On the spot, the mother of Mathis Isabelle Paul-Joseph multiplies the steps with the IME of Haute-Garonne. But there is no room.
At the same time, she turns to the Haute-Garonne Departmental House for People with Disabilities (MDPH) for help. “I’ve been there several times too… Except I got no support from themshe points. They just told me that I had to two to four years of waiting and that they couldn’t do anything, that they had no control when it came to IME registrations.”
It is indeed not the MDPH that manages requests for placement in IME, and the lack of places in these structures is not a problem specific to Haute-Garonne. According to a study carried out by Faire face, a media specializing in disability issues, there was already a lack in 2018 30,000 seats in IMEs in France.
The IMEs are managed by the regional health agencies (ARS). Isabelle Paul-Joseph has therefore tried to contact that of Occitanie several times, in vain for the moment. Overseas the 1before, we also asked the agency to find out more. We are currently awaiting a response.
“I want to understand that it takes a turn of time [pour trouver une place]. What is surprising is that behind, I am offered nothing“, is surprised the mother of the family.
It targets the MDPH, one of whose missions is to support people with disabilities and their families who find themselves without an immediate solution, and to offer them alternatives, such as bringing in an educator at home.
To try to get things moving, Isabelle Paul-Joseph therefore turned to the Guadeloupe MDPH, which tried to help her.
With her daughter, they also wrote to the mayor of Toulouse and to the Ministry of Autonomy and Disabled People asking them to intercede on their behalf with the Departmental Council and with the ARS of Occitanie. The mayor did it, the ministry ensures to do it, according to the letters submitted Overseas the 1st had access.

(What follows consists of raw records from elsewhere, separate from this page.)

//! Mock servers for catalog integration testing
//!
//! These mock servers simulate the upstream catalogs (AIS cloud, audiobook
//! library, TuneIn OPML) so browse trees can be exercised end to end without
//! network access.

#![allow(dead_code)]

pub mod audiobooks;
pub mod cloud;
pub mod tunein;

pub use audiobooks::MockAudioBooksServer;
pub use cloud::MockCloudServer;
pub use tunein::MockTuneInServer;
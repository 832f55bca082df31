//! AIS cloud audio directory (radio stations and podcasts)

use async_trait::async_trait;
use serde::{Deserialize, Serialize};

use crate::catalog::http::{absolute_url, endpoint, HttpFetcher};
use crate::catalog::{CatalogEntry, CatalogGateway};
use crate::error::FetchError;
use crate::parse::WireFormat;

pub const DEFAULT_CLOUD_URL: &str = "https://powiedz.co/ords/dom/dom/";

/// Which half of the cloud directory a gateway reads
#[derive(Debug, Clone, Copy, PartialEq, Eq, Serialize, Deserialize)]
pub enum AudioNature {
    Radio,
    Podcast,
}

impl AudioNature {
    pub fn as_str(self) -> &'static str {
        match self {
            Self::Radio => "Radio",
            Self::Podcast => "Podcast",
        }
    }
}

/// `audio_type` lists categories, `audio_name` lists the items of one.
/// Podcast items point at RSS feeds, fetched through `fetch_terminal_feed`.
#[derive(Clone)]
pub struct AisCloudGateway {
    fetcher: HttpFetcher,
    base_url: String,
    nature: AudioNature,
}

impl AisCloudGateway {
    pub fn new(fetcher: HttpFetcher, base_url: impl Into<String>, nature: AudioNature) -> Self {
        Self {
            fetcher,
            base_url: base_url.into(),
            nature,
        }
    }

    pub fn nature(&self) -> AudioNature {
        self.nature
    }
}

#[async_trait]
impl CatalogGateway for AisCloudGateway {
    /// `root_token` is unused; the nature picks the listing
    async fn list_top_level(&self, _root_token: &str) -> Result<Vec<CatalogEntry>, FetchError> {
        let url = endpoint(
            &self.base_url,
            "audio_type",
            &[("nature", self.nature.as_str())],
        )?;
        self.fetcher.fetch_entries(&url, WireFormat::CloudTypes).await
    }

    async fn list_children(&self, category: &str) -> Result<Vec<CatalogEntry>, FetchError> {
        let url = endpoint(
            &self.base_url,
            "audio_name",
            &[("nature", self.nature.as_str()), ("type", category)],
        )?;
        self.fetcher.fetch_entries(&url, WireFormat::CloudNames).await
    }

    async fn fetch_terminal_feed(&self, feed_url: &str) -> Result<Vec<CatalogEntry>, FetchError> {
        if self.nature != AudioNature::Podcast {
            return Err(FetchError::Unsupported("radio feeds"));
        }
        let url = absolute_url(feed_url)?;
        self.fetcher.fetch_entries(&url, WireFormat::Rss).await
    }
}
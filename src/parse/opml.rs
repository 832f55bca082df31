//! TuneIn OPML directories

use quick_xml::de::from_str as xml_from_str;
use serde::Deserialize;

use crate::catalog::CatalogEntry;
use crate::error::FetchError;

const FORMAT: &str = "OPML";

#[derive(Debug, Deserialize)]
struct Opml {
    body: Body,
}

#[derive(Debug, Default, Deserialize)]
struct Body {
    #[serde(default)]
    outline: Vec<Outline>,
}

#[derive(Debug, Deserialize)]
struct Outline {
    #[serde(rename = "@text", default)]
    text: String,
    #[serde(rename = "@URL")]
    url: Option<String>,
    #[serde(rename = "@type")]
    kind: Option<String>,
    #[serde(rename = "@image")]
    image: Option<String>,
    #[serde(default)]
    outline: Vec<Outline>,
}

impl Outline {
    /// `link` and `audio` outlines with a URL; headings and text rows drop out
    fn into_entry(self) -> Option<CatalogEntry> {
        let kind = self.kind.filter(|k| k == "link" || k == "audio")?;
        let url = self.url.filter(|u| !u.trim().is_empty())?;
        Some(
            CatalogEntry::new(self.text, url.trim())
                .with_thumbnail(self.image)
                .with_extra("type", kind),
        )
    }
}

/// Flatten an OPML body into its navigable outlines.
///
/// TuneIn nests sections one level deep (`<outline text="Stations">` holding
/// the actual rows), so both body children and their children are scanned,
/// in document order.
pub fn parse_outlines(body: &[u8]) -> Result<Vec<CatalogEntry>, FetchError> {
    let xml = std::str::from_utf8(body).map_err(|e| FetchError::parse(FORMAT, e))?;
    let opml: Opml = xml_from_str(xml).map_err(|e| FetchError::parse(FORMAT, e))?;

    let mut entries = Vec::new();
    for mut outline in opml.body.outline {
        let nested = std::mem::take(&mut outline.outline);
        entries.extend(outline.into_entry());
        entries.extend(nested.into_iter().filter_map(Outline::into_entry));
    }
    Ok(entries)
}
//! Public-domain audiobook library (wolnelektury-style JSON API)

use async_trait::async_trait;

use crate::catalog::http::{absolute_url, endpoint, HttpFetcher};
use crate::catalog::{CatalogEntry, CatalogGateway};
use crate::error::FetchError;
use crate::parse::WireFormat;

pub const DEFAULT_AUDIOBOOKS_URL: &str = "https://wolnelektury.pl/api/";

#[derive(Clone)]
pub struct AudioBooksGateway {
    fetcher: HttpFetcher,
    base_url: String,
}

impl AudioBooksGateway {
    pub fn new(fetcher: HttpFetcher, base_url: impl Into<String>) -> Self {
        Self {
            fetcher,
            base_url: base_url.into(),
        }
    }

    async fn all_books(&self) -> Result<Vec<CatalogEntry>, FetchError> {
        let url = endpoint(&self.base_url, "audiobooks/", &[("format", "json")])?;
        self.fetcher.fetch_entries(&url, WireFormat::BookList).await
    }
}

#[async_trait]
impl CatalogGateway for AudioBooksGateway {
    /// The whole flat book list; authors are derived by the caller
    async fn list_top_level(&self, _root_token: &str) -> Result<Vec<CatalogEntry>, FetchError> {
        self.all_books().await
    }

    /// Books by one author. The library has no per-author listing, so the
    /// flat list is fetched again and filtered.
    async fn list_children(&self, author: &str) -> Result<Vec<CatalogEntry>, FetchError> {
        let books = self.all_books().await?;
        Ok(books
            .into_iter()
            .filter(|book| book.extra("author") == Some(author))
            .collect())
    }

    /// Media attachments of one book, every type included
    async fn fetch_terminal_feed(&self, book_url: &str) -> Result<Vec<CatalogEntry>, FetchError> {
        let url = absolute_url(book_url)?;
        self.fetcher.fetch_entries(&url, WireFormat::BookMedia).await
    }
}
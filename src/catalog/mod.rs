//! Catalog gateways: the per-vendor data sources browse roots read from
//!
//! Gateways hand back already-normalized [`CatalogEntry`] lists whatever the
//! wire format was (cloud JSON, RSS, OPML), so resolvers never branch on it.

pub mod apps;
pub mod audiobooks;
pub mod cloud;
pub mod http;
pub mod tunein;

use async_trait::async_trait;
use std::collections::BTreeMap;

use crate::error::FetchError;

pub use apps::{AppCatalog, AppCategory, InstalledApp, Product, ProductImage};
pub use audiobooks::AudioBooksGateway;
pub use cloud::{AisCloudGateway, AudioNature};
pub use http::HttpFetcher;
pub use tunein::TuneInGateway;

/// One record of a vendor listing
#[derive(Debug, Clone, PartialEq, Eq, Default)]
pub struct CatalogEntry {
    /// Display name
    pub label: String,
    /// Vendor token used to fetch or play this entry (category name, feed or stream URL)
    pub token: String,
    pub thumbnail: Option<String>,
    /// Vendor-specific fields (author, media type, outline type, ...)
    pub extra: BTreeMap<String, String>,
}

impl CatalogEntry {
    pub fn new(label: impl Into<String>, token: impl Into<String>) -> Self {
        Self {
            label: label.into(),
            token: token.into(),
            ..Default::default()
        }
    }

    pub fn with_thumbnail(mut self, thumbnail: Option<String>) -> Self {
        self.thumbnail = thumbnail.filter(|t| !t.trim().is_empty());
        self
    }

    pub fn with_extra(mut self, key: &str, value: impl Into<String>) -> Self {
        self.extra.insert(key.to_string(), value.into());
        self
    }

    pub fn extra(&self, key: &str) -> Option<&str> {
        self.extra.get(key).map(String::as_str)
    }
}

/// Data source behind one browse root
#[async_trait]
pub trait CatalogGateway: Send + Sync {
    /// Top-level buckets of the root (categories, or the whole flat list)
    async fn list_top_level(&self, root_token: &str) -> Result<Vec<CatalogEntry>, FetchError>;

    /// Entries below one parent token
    async fn list_children(&self, parent_token: &str) -> Result<Vec<CatalogEntry>, FetchError>;

    /// Fetch and parse a raw document (RSS feed) into terminal entries
    async fn fetch_terminal_feed(&self, _token: &str) -> Result<Vec<CatalogEntry>, FetchError> {
        Err(FetchError::Unsupported("terminal feeds"))
    }
}
//! Podcast RSS 2.0 feeds
//!
//! Streamed with the quick-xml event reader rather than serde: feeds mix
//! `<image>` and `<itunes:image>` under the same parent and interleave
//! vendor elements between items, which a derived struct handles poorly.

use quick_xml::events::{BytesStart, Event};
use quick_xml::Reader;

use crate::catalog::CatalogEntry;
use crate::error::FetchError;

const FORMAT: &str = "RSS";

/// Extra key carrying the channel-level image on every item
pub const FEED_IMAGE: &str = "feed_image";

#[derive(Default)]
struct Item {
    title: String,
    enclosure: String,
    image: Option<String>,
}

/// Parse a feed into one entry per `<item>`, in feed order.
///
/// Token is the enclosure URL (empty when the item has none). Thumbnail is
/// the item's `itunes:image`, else the channel image. The channel image is
/// also kept in `extra[FEED_IMAGE]` for the show itself.
pub fn parse_feed(body: &[u8]) -> Result<Vec<CatalogEntry>, FetchError> {
    let mut reader = Reader::from_reader(body);
    reader.config_mut().trim_text(true);

    let mut buf = Vec::new();
    let mut path: Vec<Vec<u8>> = Vec::new();
    let mut seen_channel = false;
    let mut channel_image: Option<String> = None;
    let mut current: Option<Item> = None;
    let mut items = Vec::new();

    loop {
        let event = reader
            .read_event_into(&mut buf)
            .map_err(|e| FetchError::parse(FORMAT, e))?;

        match event {
            Event::Start(e) => {
                match e.local_name().as_ref() {
                    b"channel" => seen_channel = true,
                    b"item" => current = Some(Item::default()),
                    _ => on_element(&e, &mut current, &mut channel_image)?,
                }
                // Qualified names, so `itunes:title` never reads as `title`
                path.push(e.name().as_ref().to_vec());
            }
            Event::Empty(e) => on_element(&e, &mut current, &mut channel_image)?,
            Event::End(e) => {
                if e.local_name().as_ref() == b"item" {
                    if let Some(item) = current.take() {
                        items.push(item);
                    }
                }
                path.pop();
            }
            Event::Text(e) => {
                let text = e.unescape().map_err(|e| FetchError::parse(FORMAT, e))?;
                on_text(&path, &text, &mut current, &mut channel_image);
            }
            Event::CData(e) => {
                let text = String::from_utf8_lossy(&e);
                on_text(&path, &text, &mut current, &mut channel_image);
            }
            Event::Eof => break,
            _ => {}
        }
        buf.clear();
    }

    if !seen_channel {
        return Err(FetchError::parse(FORMAT, "missing <channel> element"));
    }

    Ok(items
        .into_iter()
        .map(|item| {
            let thumbnail = item.image.or_else(|| channel_image.clone());
            let entry =
                CatalogEntry::new(item.title.trim(), item.enclosure.trim()).with_thumbnail(thumbnail);
            match &channel_image {
                Some(image) => entry.with_extra(FEED_IMAGE, image.as_str()),
                None => entry,
            }
        })
        .collect())
}

/// Attribute-carrying elements: `<enclosure url>` and `<itunes:image href>`
fn on_element(
    e: &BytesStart<'_>,
    current: &mut Option<Item>,
    channel_image: &mut Option<String>,
) -> Result<(), FetchError> {
    match e.local_name().as_ref() {
        b"enclosure" => {
            if let (Some(item), Some(url)) = (current.as_mut(), attribute(e, b"url")?) {
                item.enclosure = url;
            }
        }
        b"image" => {
            if let Some(href) = attribute(e, b"href")? {
                match current.as_mut() {
                    Some(item) => item.image = Some(href),
                    None => {
                        channel_image.get_or_insert(href);
                    }
                }
            }
        }
        _ => {}
    }
    Ok(())
}

fn on_text(
    path: &[Vec<u8>],
    text: &str,
    current: &mut Option<Item>,
    channel_image: &mut Option<String>,
) {
    let tail: Vec<&[u8]> = path.iter().rev().take(3).map(Vec::as_slice).collect();
    match tail.as_slice() {
        [b"title", b"item", ..] => {
            if let Some(item) = current.as_mut() {
                item.title.push_str(text);
            }
        }
        // RSS 2.0 <channel><image><url>
        [b"url", b"image", b"channel"] if channel_image.is_none() => {
            *channel_image = Some(text.trim().to_string());
        }
        _ => {}
    }
}

fn attribute(e: &BytesStart<'_>, key: &[u8]) -> Result<Option<String>, FetchError> {
    for attr in e.attributes() {
        let attr = attr.map_err(|e| FetchError::parse(FORMAT, e))?;
        if attr.key.local_name().as_ref() == key {
            let value = attr
                .unescape_value()
                .map_err(|e| FetchError::parse(FORMAT, e))?;
            return Ok(Some(value.trim().to_string()));
        }
    }
    Ok(None)
}
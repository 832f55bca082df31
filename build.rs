//! Build script to inject version and git SHA at compile time.
//!
//! Environment variables (set by CI or fall back to defaults):
//! - AMB_VERSION: Version string (defaults to CARGO_PKG_VERSION)
//! - AMB_GIT_SHA: Git commit SHA (defaults to GITHUB_SHA or git rev-parse)

use std::process::Command;

fn main() {
    let version = std::env::var("AMB_VERSION").unwrap_or_else(|_| {
        std::env::var("CARGO_PKG_VERSION").unwrap_or_else(|_| "unknown".into())
    });
    println!("cargo:rustc-env=AMB_VERSION={}", version);

    let git_sha = std::env::var("AMB_GIT_SHA")
        .or_else(|_| {
            std::env::var("GITHUB_SHA").map(|s| s.get(..7).unwrap_or(&s).to_string())
        })
        .unwrap_or_else(|_| git_short_sha());
    println!("cargo:rustc-env=AMB_GIT_SHA={}", git_sha);

    println!("cargo:rerun-if-env-changed=AMB_VERSION");
    println!("cargo:rerun-if-env-changed=AMB_GIT_SHA");
    println!("cargo:rerun-if-env-changed=GITHUB_SHA");
}

fn git_short_sha() -> String {
    Command::new("git")
        .args(["rev-parse", "--short", "HEAD"])
        .output()
        .ok()
        .filter(|o| o.status.success())
        .and_then(|o| String::from_utf8(o.stdout).ok())
        .map(|s| s.trim().to_string())
        .unwrap_or_else(|| "unknown".into())
}
//! Node id codec
//!
//! A node id is a hierarchical path flattened into one string, e.g.
//! `ais_podcast/News/BBC/https://feed.url`. Splitting is bounded at the root's
//! maximum segment count so the last segment may carry a literal URL with its
//! own slashes. Earlier segments are titles and get the separator (and `%`)
//! percent-escaped instead.

use std::borrow::Cow;

/// Id of the static library root. `None` resolves to the same node.
pub const ROOT_ID: &str = "library";

/// Whether a requested id addresses the top of the tree
pub fn is_root(node_id: Option<&str>) -> bool {
    matches!(node_id, None | Some(ROOT_ID))
}

/// Per-root id convention: separator and split bound
#[derive(Debug, Clone, Copy, PartialEq, Eq)]
pub struct NodeIdScheme {
    separator: char,
    max_segments: usize,
}

impl NodeIdScheme {
    pub const fn new(separator: char, max_segments: usize) -> Self {
        assert!(max_segments > 0, "a node id has at least one segment");
        Self {
            separator,
            max_segments,
        }
    }

    /// `/`-separated scheme
    pub const fn slash(max_segments: usize) -> Self {
        Self::new('/', max_segments)
    }

    pub fn separator(&self) -> char {
        self.separator
    }

    pub fn max_segments(&self) -> usize {
        self.max_segments
    }

    /// Join segments into an id. Segments past the bound end up merged into
    /// the tail on decode.
    pub fn encode<S: AsRef<str>>(&self, segments: &[S]) -> String {
        let tail = self.max_segments - 1;
        let mut id = String::new();
        for (i, segment) in segments.iter().enumerate() {
            if i > 0 {
                id.push(self.separator);
            }
            if i >= tail {
                id.push_str(segment.as_ref());
            } else {
                id.push_str(&self.escape(segment.as_ref()));
            }
        }
        id
    }

    /// Split an id back into segments
    pub fn decode(&self, node_id: &str) -> Vec<String> {
        let tail = self.max_segments - 1;
        node_id
            .splitn(self.max_segments, self.separator)
            .enumerate()
            .map(|(i, segment)| {
                if i >= tail {
                    segment.to_string()
                } else {
                    unescape(segment).into_owned()
                }
            })
            .collect()
    }

    /// Number of separators consumed by the bounded split
    pub fn depth(&self, node_id: &str) -> usize {
        node_id.splitn(self.max_segments, self.separator).count() - 1
    }

    fn escape<'a>(&self, segment: &'a str) -> Cow<'a, str> {
        if !segment.contains(['%', self.separator]) {
            return Cow::Borrowed(segment);
        }
        let mut escaped = String::with_capacity(segment.len() + 4);
        for c in segment.chars() {
            if c == '%' || c == self.separator {
                let mut buf = [0u8; 4];
                for byte in c.encode_utf8(&mut buf).bytes() {
                    escaped.push_str(&format!("%{:02X}", byte));
                }
            } else {
                escaped.push(c);
            }
        }
        Cow::Owned(escaped)
    }
}

fn unescape(segment: &str) -> Cow<'_, str> {
    if !segment.contains('%') {
        return Cow::Borrowed(segment);
    }
    // Ids not produced by encode() may carry stray '%'; keep them verbatim
    urlencoding::decode(segment)
        .map(|s| Cow::Owned(s.into_owned()))
        .unwrap_or(Cow::Borrowed(segment))
}
//! AIS Media Browser
//!
//! Serves lazily expanded media-library browse trees over HTTP.

use ais_media_browser::{api, config, roots};

use anyhow::Result;
use axum::{routing::get, Router};
use std::net::SocketAddr;
use tokio::signal;
use tower_http::{compression::CompressionLayer, cors::CorsLayer, trace::TraceLayer};
use tracing_subscriber::{layer::SubscriberExt, util::SubscriberInitExt};

#[tokio::main]
async fn main() -> Result<()> {
    // Initialize logging
    tracing_subscriber::registry()
        .with(
            tracing_subscriber::EnvFilter::try_from_default_env()
                .unwrap_or_else(|_| "ais_media_browser=debug,tower_http=debug".into()),
        )
        .with(tracing_subscriber::fmt::layer())
        .init();

    tracing::info!(
        "Starting AIS Media Browser v{} ({})",
        env!("AMB_VERSION"),
        env!("AMB_GIT_SHA")
    );

    // Load configuration
    let config = config::load_config()?;
    tracing::info!(
        "Configuration loaded, port: {}, fetch timeout: {:?}",
        config.port,
        config.fetch_timeout()
    );

    let tree = roots::build_tree(&config)?;
    let state = api::AppState::new(tree);

    // Build API routes
    let app = Router::new()
        // Health check
        .route("/status", get(api::status_handler))
        // Media browsing
        .route("/browse", get(api::browse_handler))
        // Middleware
        .layer(CorsLayer::permissive())
        .layer(CompressionLayer::new())
        .layer(TraceLayer::new_for_http())
        .with_state(state);

    // Start server with graceful shutdown
    let addr = SocketAddr::from(([0, 0, 0, 0], config.port));
    tracing::info!("Listening on http://{}", addr);

    let listener = tokio::net::TcpListener::bind(addr).await?;
    axum::serve(listener, app)
        .with_graceful_shutdown(shutdown_signal())
        .await?;

    tracing::info!("Shutdown complete");

    Ok(())
}

/// Wait for shutdown signal (Ctrl+C or SIGTERM)
async fn shutdown_signal() {
    let ctrl_c = async {
        signal::ctrl_c()
            .await
            .expect("Failed to install Ctrl+C handler");
    };

    #[cfg(unix)]
    let terminate = async {
        signal::unix::signal(signal::unix::SignalKind::terminate())
            .expect("Failed to install SIGTERM handler")
            .recv()
            .await;
    };

    #[cfg(not(unix))]
    let terminate = std::future::pending::<()>();

    tokio::select! {
        _ = ctrl_c => tracing::info!("Received Ctrl+C, shutting down..."),
        _ = terminate => tracing::info!("Received SIGTERM, shutting down..."),
    }
}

Constant at the beginning of October that nothing changed, the mother and the sister of Mathis therefore published a rant on social networks to shout their “feeling of abandonment“.
Since then, the situation has changed. A social worker from the Haute-Garonne MDPH called Isabelle Paul-Joseph on Wednesday October 19 to take stock of Mathis’ case and find out what steps she had taken.
Information confirmed by the MDPH of Haute-Garonne. The latter explains the lack of support by the fact that she does not have “been seized[e]except orally lately” : “There was no file filed […] for the son, Mathis, who was placed in an IME in Guadeloupe.”
“Madame Paul-Joseph went directly to the reception of the MDPH in Toulouse to ask for a place in an institution for her child, where she was told that the waiting lists for IMEs are long.“, specify the departmental services.
The file would also have been transferred only on October 10. They claim not to have received it to date [lundi 24 octobre] and get on”in relation with the MDPH of Guadeloupe to move forward”.
After this first contact by the social worker, the MDPH of Haute-Garonne specifies that “the solutions that can be proposed will take into account the places available and it may be that the solution is home support”.
For her part, the Guadeloupean in the impression”don’t worry about the child“. She was even considering the legal route if nothing moves: “If at the end of the month, I have no solution, I will be obliged to file a complaint against the French State because it is a right for children with disabilities to be taken care of..”
In the meantime, Mathis stays at home every day: “I take him out when I get home from work, or he goes out with his sister when she doesn’t have class, he doesn’t know anyone in Toulouse.” And every day, he asks his mother when he’s going to go back to school.